Um quango do SNP que tem a palavra final sobre projetos de energia renovável nunca se reuniu com residentes afetados por postes ou aplicações de armazenamento de baterias – apesar de se reunir com desenvolvedores mais de 100 vezes no ano passado.
As revelações bombásticas foram consideradas “obscenas” depois de o governo escocês ter revelado que a sua Unidade de Consentimento Energético (ECU) realizou 105 reuniões com empresas, incluindo a SSEN e a Scottish Power.
Os activistas dizem que o governo também admitiu que as comunidades estão a ser “costuradas”, uma vez que nunca encontraram residentes afectados pela inundação de infra-estruturas energéticas à sua porta.
Numa resposta sobre liberdade de informação, o governo escocês disse que era “necessário” que a ECU se reunisse com empresas para “o processo de gestão de pedidos de autorização energética”.
Em contraste, as autoridades disseram que “não se reúnem regularmente com os activistas para discutir candidaturas”.
Uma série de propostas de energias renováveis suscitaram indignação nas comunidades rurais durante o ano passado, incluindo planos para uma nova rede de 550 postes de electricidade nas Highlands e no Nordeste, que atraíram mais de 10.000 objecções.

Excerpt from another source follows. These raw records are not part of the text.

//! Moderation workflow
//!
//! Human decisions on `pending` submissions, plus the expiry sweep for
//! submissions nobody reviewed. Every decision is a conditional update
//! (`WHERE status = 'pending'`), so deciding an already-final submission
//! returns its current state and writes nothing.

use crate::config::IntakeConfig;
use crate::db;
use crate::error::{IntakeError, IntakeResult};
use crate::models::{
    audit_event, AuditEntry, CandidateRecord, ExtractionOverrides, ExtractionResult, Provenance,
    RejectionCode, Submission, SubmissionStatus,
};
use crate::utils::retry_on_lock;
use chrono::{DateTime, Duration, Utc};
use civic_common::time::Clock;
use sqlx::SqlitePool;
use std::sync::Arc;
use uuid::Uuid;

/// Reason stored when a moderator rejects without giving one
pub const DEFAULT_REJECTION_REASON: &str = "Rejected by moderator";

#[derive(Debug, Clone, Copy, PartialEq, Eq)]
pub enum ReviewAction {
    Approve,
    Reject,
}

impl ReviewAction {
    pub fn parse(value: &str) -> Option<Self> {
        match value.trim().to_lowercase().as_str() {
            "approve" => Some(ReviewAction::Approve),
            "reject" => Some(ReviewAction::Reject),
            _ => None,
        }
    }

    pub fn as_str(&self) -> &'static str {
        match self {
            ReviewAction::Approve => "approve",
            ReviewAction::Reject => "reject",
        }
    }
}

pub struct ModerationWorkflow {
    pool: SqlitePool,
    pending_retention_days: i64,
    max_lock_wait_ms: u64,
    clock: Arc<dyn Clock>,
}

impl ModerationWorkflow {
    pub fn new(pool: SqlitePool, config: &IntakeConfig, clock: Arc<dyn Clock>) -> Self {
        Self {
            pool,
            pending_retention_days: config.intake.pending_retention_days,
            max_lock_wait_ms: config.database.max_lock_wait_ms,
            clock,
        }
    }

    /// Pending submissions, oldest first
    pub async fn list_pending(
        &self,
        municipality_code: Option<&str>,
        limit: u32,
    ) -> IntakeResult<Vec<Submission>> {
        let code = municipality_code.map(str::trim).filter(|c| !c.is_empty());
        Ok(db::submissions::list_pending(&self.pool, code, limit).await?)
    }

    pub async fn audit_trail(&self, submission_id: Uuid) -> IntakeResult<Vec<AuditEntry>> {
        Ok(db::submissions::load_audit_trail(&self.pool, submission_id).await?)
    }

    /// Final human decision on a submission
    ///
    /// Approval merges `overrides` over the extracted fields and upserts the
    /// candidates with manual provenance. Rejection stores `reason` (or a
    /// generic one) and writes no candidates.
    pub async fn review(
        &self,
        submission_id: Uuid,
        action: ReviewAction,
        overrides: Option<ExtractionOverrides>,
        reason: Option<String>,
        reviewer: &str,
    ) -> IntakeResult<Submission> {
        let reviewer = reviewer.trim();
        if reviewer.is_empty() {
            return Err(IntakeError::Validation("reviewer id is required".to_string()));
        }

        let current = self.load(submission_id).await?;
        if current.status.is_terminal() {
            tracing::info!(
                submission_id = %submission_id,
                status = %current.status,
                action = action.as_str(),
                "Submission already decided, review ignored"
            );
            return Ok(current);
        }

        let now = self.clock.now();
        let mut decided = current.clone();
        decided.reviewer_id = Some(reviewer.to_string());
        decided.reviewed_at = Some(now);

        let mut audit = Vec::new();
        let candidates = match action {
            ReviewAction::Approve => {
                let extraction = match (&current.extracted, &overrides) {
                    (Some(original), Some(overrides)) => Some(original.merged_with(overrides)),
                    (None, Some(overrides)) => Some(ExtractionResult::default().merged_with(overrides)),
                    (original, None) => original.clone(),
                };
                decided.status = SubmissionStatus::Approved;
                decided.rejection_code = None;
                decided.rejection_reason = None;
                decided.extracted = extraction;

                audit.push(AuditEntry::new(
                    audit_event::REVIEWED,
                    Some(format!(
                        "approved by {}{}",
                        reviewer,
                        if overrides.is_some() { " with corrections" } else { "" }
                    )),
                    now,
                ));

                let records = decided
                    .extracted
                    .as_ref()
                    .map(|extraction| {
                        CandidateRecord::all_from_extraction(
                            &decided.municipality_code,
                            extraction,
                            Provenance::FlyerManual,
                            submission_id,
                            now,
                        )
                    })
                    .unwrap_or_default();
                audit.push(AuditEntry::new(
                    audit_event::CANDIDATES_PUBLISHED,
                    Some(format!("{} candidate record(s)", records.len())),
                    now,
                ));
                records
            }
            ReviewAction::Reject => {
                let reason = reason
                    .as_deref()
                    .map(str::trim)
                    .filter(|r| !r.is_empty())
                    .unwrap_or(DEFAULT_REJECTION_REASON)
                    .to_string();
                decided.status = SubmissionStatus::Rejected;
                decided.rejection_code = Some(RejectionCode::ManualReview);
                decided.rejection_reason = Some(reason.clone());

                audit.push(AuditEntry::new(
                    audit_event::REVIEWED,
                    Some(format!("rejected by {}: {}", reviewer, reason)),
                    now,
                ));
                Vec::new()
            }
        };

        decided.check_invariants().map_err(IntakeError::inconsistency)?;

        let applied = retry_on_lock("moderation decision", self.max_lock_wait_ms, || {
            apply_decision(&self.pool, &decided, &audit, &candidates)
        })
        .await
        .map_err(|e| IntakeError::from_store(e, Some(submission_id)))?;

        if !applied {
            // Another reviewer got there first
            tracing::info!(submission_id = %submission_id, "Concurrent decision won, returning stored state");
            return self.load(submission_id).await;
        }

        tracing::info!(
            submission_id = %submission_id,
            status = %decided.status,
            reviewer,
            candidates = candidates.len(),
            "Submission reviewed"
        );
        Ok(decided)
    }

    /// Reject pending submissions older than the retention period
    ///
    /// Returns the ids that were expired.
    pub async fn expire_stale_pending(&self, now: DateTime<Utc>) -> IntakeResult<Vec<Uuid>> {
        let cutoff = now - Duration::days(self.pending_retention_days);
        let stale = db::submissions::stale_pending_ids(&self.pool, cutoff).await?;
        let reason = format!("Not reviewed within {} days", self.pending_retention_days);

        let mut expired = Vec::with_capacity(stale.len());
        for submission_id in stale {
            let mut submission = self.load(submission_id).await?;
            submission.reject_automatically(RejectionCode::ExpiredUnreviewed, reason.clone(), now);
            let audit = [AuditEntry::new(audit_event::EXPIRED, Some(reason.clone()), now)];

            let applied = retry_on_lock("pending expiry", self.max_lock_wait_ms, || {
                apply_decision(&self.pool, &submission, &audit, &[])
            })
            .await
            .map_err(|e| IntakeError::from_store(e, Some(submission_id)))?;

            if applied {
                expired.push(submission_id);
            }
        }

        tracing::info!(expired = expired.len(), cutoff = %cutoff, "Expired unreviewed submissions");
        Ok(expired)
    }

    async fn load(&self, submission_id: Uuid) -> IntakeResult<Submission> {
        db::submissions::load_submission(&self.pool, submission_id)
            .await?
            .ok_or_else(|| IntakeError::NotFound(format!("submission {}", submission_id)))
    }
}

/// Move a pending submission to its decided state in one transaction
///
/// Returns false (and writes nothing) if the row was no longer pending.
async fn apply_decision(
    pool: &SqlitePool,
    decided: &Submission,
    audit: &[AuditEntry],
    candidates: &[CandidateRecord],
) -> civic_common::Result<bool> {
    let mut tx = pool.begin().await?;
    if !db::submissions::update_decision(&mut tx, decided, SubmissionStatus::Pending).await? {
        tx.rollback().await?;
        return Ok(false);
    }
    for entry in audit {
        db::submissions::insert_audit(&mut tx, decided.id, entry).await?;
    }
    for record in candidates {
        db::candidates::upsert_candidate(&mut tx, record).await?;
    }
    tx.commit().await?;
    Ok(true)
}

Os conservadores escoceses comprometeram-se a dar à comunidade a palavra final sobre as candidaturas a projectos de energias renováveis.
A vereadora de Aberdeenshire, Tracey Smith, que co-fundou a campanha Save Our Mearns e vive ao norte de Fordoun, disse: ‘Esta revelação é vergonhosa e mostra que a unidade de conformidade energética do governo escocês nada mais é do que uma organização para influenciar a opinião pública.
O quango de energia renovável do governo escocês realizou mais de 100 reuniões com promotores – mas nenhuma com residentes afectados – no ano passado.
‘Moradores como eu, que vivem à sombra de torres imponentes, foram tratados como cidadãos de segunda classe pelo SNP.
‘O governo escocês costurou-nos até ao âmago, com a sua unidade de conformidade energética não tendo a decência de atender as pessoas afetadas por estas aplicações, mas muito feliz por conhecer os promotores com quem está a trabalhar de mãos dadas.
«Esta é uma transferência injusta de poder que está a causar miséria e dificuldades financeiras aos residentes, poluindo as nossas zonas rurais e contribuindo para a perda de terras agrícolas de primeira qualidade.
‘É por isso que as comunidades locais precisam estar na frente e no centro de quaisquer propostas e ter poder de veto na construção de novas infra-estruturas energéticas – o que os Conservadores Escoceses estão empenhados em fazer.’
Descobriu-se no mês passado que houve “mais de 200” pedidos de objectores para participar num inquérito público sobre o controverso projecto de “super-pilão” da SSEN em Angus e Aberdeenshire.
Em Novembro passado, os vereadores de Angus lançaram um inquérito em oposição ao enorme projecto de infra-estruturas do gigante da energia.
A rota Kintore a Tilling Pylon cortará o norte de Angus e o oeste de Forfar antes de se conectar a uma subestação perto da A90.
A SSEN está planejando novas torres de energia com altura média de cerca de 190 pés.
Um membro eleito descreveu o esquema como “um ato de vandalismo em grande escala”.
Numa resposta de liberdade de informação às estatísticas da ECU, o governo escocês disse: ‘Houve 105 incidentes em que funcionários da ECU se reuniram com a SSEN e a Scottish Power entre 1 de Janeiro de 2025 e 28 de Janeiro de 2026.
«Os responsáveis da ECU reúnem-se com requerentes como a SSEN e a Scottish Power conforme necessário no processo de gestão dos pedidos de autorização energética.
‘Os funcionários da ECU não se reúnem regularmente com os activistas para discutir as candidaturas apresentadas e agendadas aos ministros escoceses.’